Please return each record exactly as it stands.

Top of The data

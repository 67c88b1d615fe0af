//! In-memory store implementations. The record store is an external
//! collaborator behind the store traits, so deployments without a database
//! (and the test suite) can run against these; rows do not survive a
//! restart.
//!
//! The session table is a single mutex-guarded vector: every composite
//! operation holds the lock for its whole read-modify-write, which gives
//! the same no-two-racing-inserts guarantee the Postgres store gets from a
//! transaction.

use std::collections::HashMap;
use std::sync::Mutex;

use async_trait::async_trait;
use chrono::{DateTime, Utc};
use dashmap::DashMap;

use crate::models::login_attempt::{AttemptStatus, LoginAttempt};
use crate::models::session::{Session, SessionPage};
use crate::models::user::User;
use crate::repositories::login_attempt::LoginAttemptStoreTrait;
use crate::repositories::session::SessionStoreTrait;
use crate::repositories::user::UserStoreTrait;

#[derive(Default)]
pub struct MemorySessionStore {
    rows: Mutex<Vec<Session>>,
}

impl MemorySessionStore {
    pub fn new() -> Self {
        Self::default()
    }

    fn lock(&self) -> std::sync::MutexGuard<'_, Vec<Session>> {
        self.rows.lock().unwrap_or_else(|e| e.into_inner())
    }
}

#[async_trait]
impl SessionStoreTrait for MemorySessionStore {
    async fn all_sessions(&self) -> anyhow::Result<Vec<Session>> {
        let mut rows = self.lock().clone();
        rows.sort_by(|a, b| b.last_seen.cmp(&a.last_seen));
        Ok(rows)
    }

    async fn find_exact(
        &self,
        user_id: &str,
        page: SessionPage,
        session_id: &str,
    ) -> anyhow::Result<Option<Session>> {
        Ok(self
            .lock()
            .iter()
            .find(|s| s.user_id == user_id && s.page == page && s.session_id == session_id)
            .cloned())
    }

    async fn touch_exact(
        &self,
        user_id: &str,
        page: SessionPage,
        session_id: &str,
        now: DateTime<Utc>,
    ) -> anyhow::Result<bool> {
        let mut rows = self.lock();
        let mut touched = false;
        for s in rows.iter_mut() {
            if s.user_id == user_id && s.page == page && s.session_id == session_id {
                s.last_seen = now;
                touched = true;
            }
        }
        Ok(touched)
    }

    async fn touch_user(&self, user_id: &str, now: DateTime<Utc>) -> anyhow::Result<u64> {
        let mut rows = self.lock();
        let mut touched = 0;
        for s in rows.iter_mut() {
            if s.user_id == user_id {
                s.last_seen = now;
                touched += 1;
            }
        }
        Ok(touched)
    }

    async fn replace_all(&self, session: &Session) -> anyhow::Result<()> {
        let mut rows = self.lock();
        rows.clear();
        rows.push(session.clone());
        Ok(())
    }

    async fn replace_for_page(&self, session: &Session) -> anyhow::Result<()> {
        let mut rows = self.lock();
        rows.retain(|s| !(s.user_id == session.user_id && s.page == session.page));
        rows.push(session.clone());
        Ok(())
    }

    async fn delete_for_user(&self, user_id: &str) -> anyhow::Result<u64> {
        let mut rows = self.lock();
        let before = rows.len();
        rows.retain(|s| s.user_id != user_id);
        Ok((before - rows.len()) as u64)
    }

    async fn delete_all(&self) -> anyhow::Result<u64> {
        let mut rows = self.lock();
        let removed = rows.len();
        rows.clear();
        Ok(removed as u64)
    }

    async fn delete_stale(&self, cutoff: DateTime<Utc>) -> anyhow::Result<u64> {
        let mut rows = self.lock();
        let before = rows.len();
        rows.retain(|s| s.last_seen >= cutoff);
        Ok((before - rows.len()) as u64)
    }
}

#[derive(Default)]
pub struct MemoryLoginAttemptStore {
    rows: Mutex<HashMap<String, LoginAttempt>>,
}

impl MemoryLoginAttemptStore {
    pub fn new() -> Self {
        Self::default()
    }

    fn lock(&self) -> std::sync::MutexGuard<'_, HashMap<String, LoginAttempt>> {
        self.rows.lock().unwrap_or_else(|e| e.into_inner())
    }
}

#[async_trait]
impl LoginAttemptStoreTrait for MemoryLoginAttemptStore {
    async fn insert(&self, attempt: &LoginAttempt) -> anyhow::Result<()> {
        self.lock().insert(attempt.id.clone(), attempt.clone());
        Ok(())
    }

    async fn find(&self, attempt_id: &str) -> anyhow::Result<Option<LoginAttempt>> {
        Ok(self.lock().get(attempt_id).cloned())
    }

    async fn mark_expired(&self, attempt_id: &str, now: DateTime<Utc>) -> anyhow::Result<bool> {
        let mut rows = self.lock();
        match rows.get_mut(attempt_id) {
            Some(attempt) if attempt.status == AttemptStatus::Pending => {
                attempt.status = AttemptStatus::Expired;
                attempt.responded_at = Some(now);
                Ok(true)
            }
            _ => Ok(false),
        }
    }

    async fn resolve(
        &self,
        attempt_id: &str,
        responding_user_id: &str,
        status: AttemptStatus,
        now: DateTime<Utc>,
    ) -> anyhow::Result<Option<LoginAttempt>> {
        let mut rows = self.lock();
        match rows.get_mut(attempt_id) {
            Some(attempt)
                if attempt.status == AttemptStatus::Pending
                    && attempt.user_id == responding_user_id =>
            {
                attempt.status = status;
                attempt.responded_at = Some(now);
                Ok(Some(attempt.clone()))
            }
            _ => Ok(None),
        }
    }
}

#[derive(Default)]
pub struct MemoryUserStore {
    rows: DashMap<String, User>,
}

impl MemoryUserStore {
    pub fn new() -> Self {
        Self::default()
    }
}

#[async_trait]
impl UserStoreTrait for MemoryUserStore {
    async fn find_by_id(&self, id: &str) -> anyhow::Result<Option<User>> {
        Ok(self.rows.get(id).map(|u| u.value().clone()))
    }

    async fn find_by_email(&self, email: &str) -> anyhow::Result<Option<User>> {
        Ok(self
            .rows
            .iter()
            .find(|u| u.email.eq_ignore_ascii_case(email))
            .map(|u| u.value().clone()))
    }

    async fn insert(&self, user: &User) -> anyhow::Result<()> {
        self.rows.insert(user.id.clone(), user.clone());
        Ok(())
    }
}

Bottom of The data

*Exercise output*.
repository 67c88b1d615fe0af
//! In-memory store implementations. The record store is an external
//! collaborator behind the store traits, so deployments without a database
//! (and the test suite) can run against these; rows do not survive a
//! restart.
//!
//! The session table is a single mutex-guarded vector: every composite
//! operation holds the lock for its whole read-modify-write, which gives
//! the same no-two-racing-inserts guarantee the Postgres store gets from a
//! transaction.

use std::collections::HashMap;
use std::sync::Mutex;

use async_trait::async_trait;
use chrono::{DateTime, Utc};
use dashmap::DashMap;

use crate::models::login_attempt::{AttemptStatus, LoginAttempt};
use crate::models::session::{Session, SessionPage};
use crate::models::user::User;
use crate::repositories::login_attempt::LoginAttemptStoreTrait;
use crate::repositories::session::SessionStoreTrait;
use crate::repositories::user::UserStoreTrait;

#[derive(Default)]
pub struct MemorySessionStore {
    rows: Mutex<Vec<Session>>,
}

impl MemorySessionStore {
    pub fn new() -> Self {
        Self::default()
    }

    fn lock(&self) -> std::sync::MutexGuard<'_, Vec<Session>> {
        self.rows.lock().unwrap_or_else(|e| e.into_inner())
    }
}

#[async_trait]
impl SessionStoreTrait for MemorySessionStore {
    async fn all_sessions(&self) -> anyhow::Result<Vec<Session>> {
        let mut rows = self.lock().clone();
        rows.sort_by(|a, b| b.last_seen.cmp(&a.last_seen));
        Ok(rows)
    }

    async fn find_exact(
        &self,
        user_id: &str,
        page: SessionPage,
        session_id: &str,
    ) -> anyhow::Result<Option<Session>> {
        Ok(self
            .lock()
            .iter()
            .find(|s| s.user_id == user_id && s.page == page && s.session_id == session_id)
            .cloned())
    }

    async fn touch_exact(
        &self,
        user_id: &str,
        page: SessionPage,
        session_id: &str,
        now: DateTime<Utc>,
    ) -> anyhow::Result<bool> {
        let mut rows = self.lock();
        let mut touched = false;
        for s in rows.iter_mut() {
            if s.user_id == user_id && s.page == page && s.session_id == session_id {
                s.last_seen = now;
                touched = true;
            }
        }
        Ok(touched)
    }

    async fn touch_user(&self, user_id: &str, now: DateTime<Utc>) -> anyhow::Result<u64> {
        let mut rows = self.lock();
        let mut touched = 0;
        for s in rows.iter_mut() {
            if s.user_id == user_id {
                s.last_seen = now;
                touched += 1;
            }
        }
        Ok(touched)
    }

    async fn replace_all(&self, session: &Session) -> anyhow::Result<()> {
        let mut rows = self.lock();
        rows.clear();
        rows.push(session.clone());
        Ok(())
    }

    async fn replace_for_page(&self, session: &Session) -> anyhow::Result<()> {
        let mut rows = self.lock();
        rows.retain(|s| !(s.user_id == session.user_id && s.page == session.page));
        rows.push(session.clone());
        Ok(())
    }

    async fn delete_for_user(&self, user_id: &str) -> anyhow::Result<u64> {
        let mut rows = self.lock();
        let before = rows.len();
        rows.retain(|s| s.user_id != user_id);
        Ok((before - rows.len()) as u64)
    }

    async fn delete_all(&self) -> anyhow::Result<u64> {
        let mut rows = self.lock();
        let removed = rows.len();
        rows.clear();
        Ok(removed as u64)
    }

    async fn delete_stale(&self, cutoff: DateTime<Utc>) -> anyhow::Result<u64> {
        let mut rows = self.lock();
        let before = rows.len();
        rows.retain(|s| s.last_seen >= cutoff);
        Ok((before - rows.len()) as u64)
    }
}

#[derive(Default)]
pub struct MemoryLoginAttemptStore {
    rows: Mutex<HashMap<String, LoginAttempt>>,
}

impl MemoryLoginAttemptStore {
    pub fn new() -> Self {
        Self::default()
    }

    fn lock(&self) -> std::sync::MutexGuard<'_, HashMap<String, LoginAttempt>> {
        self.rows.lock().unwrap_or_else(|e| e.into_inner())
    }
}

#[async_trait]
impl LoginAttemptStoreTrait for MemoryLoginAttemptStore {
    async fn insert(&self, attempt: &LoginAttempt) -> anyhow::Result<()> {
        self.lock().insert(attempt.id.clone(), attempt.clone());
        Ok(())
    }

    async fn find(&self, attempt_id: &str) -> anyhow::Result<Option<LoginAttempt>> {
        Ok(self.lock().get(attempt_id).cloned())
    }

    async fn mark_expired(&self, attempt_id: &str, now: DateTime<Utc>) -> anyhow::Result<bool> {
        let mut rows = self.lock();
        match rows.get_mut(attempt_id) {
            Some(attempt) if attempt.status == AttemptStatus::Pending => {
                attempt.status = AttemptStatus::Expired;
                attempt.responded_at = Some(now);
                Ok(true)
            }
            _ => Ok(false),
        }
    }

    async fn resolve(
        &self,
        attempt_id: &str,
        responding_user_id: &str,
        status: AttemptStatus,
        now: DateTime<Utc>,
    ) -> anyhow::Result<Option<LoginAttempt>> {
        let mut rows = self.lock();
        match rows.get_mut(attempt_id) {
            Some(attempt)
                if attempt.status == AttemptStatus::Pending
                    && attempt.user_id == responding_user_id =>
            {
                attempt.status = status;
                attempt.responded_at = Some(now);
                Ok(Some(attempt.clone()))
            }
            _ => Ok(None),
        }
    }
}

#[derive(Default)]
pub struct MemoryUserStore {
    rows: DashMap<String, User>,
}

impl MemoryUserStore {
    pub fn new() -> Self {
        Self::default()
    }
}

#[async_trait]
impl UserStoreTrait for MemoryUserStore {
    async fn find_by_id(&self, id: &str) -> anyhow::Result<Option<User>> {
        Ok(self.rows.get(id).map(|u| u.value().clone()))
    }

    async fn find_by_email(&self, email: &str) -> anyhow::Result<Option<User>> {
        Ok(self
            .rows
            .iter()
            .find(|u| u.email.eq_ignore_ascii_case(email))
            .map(|u| u.value().clone()))
    }

    async fn insert(&self, user: &User) -> anyhow::Result<()> {
        self.rows.insert(user.id.clone(), user.clone());
        Ok(())
    }
}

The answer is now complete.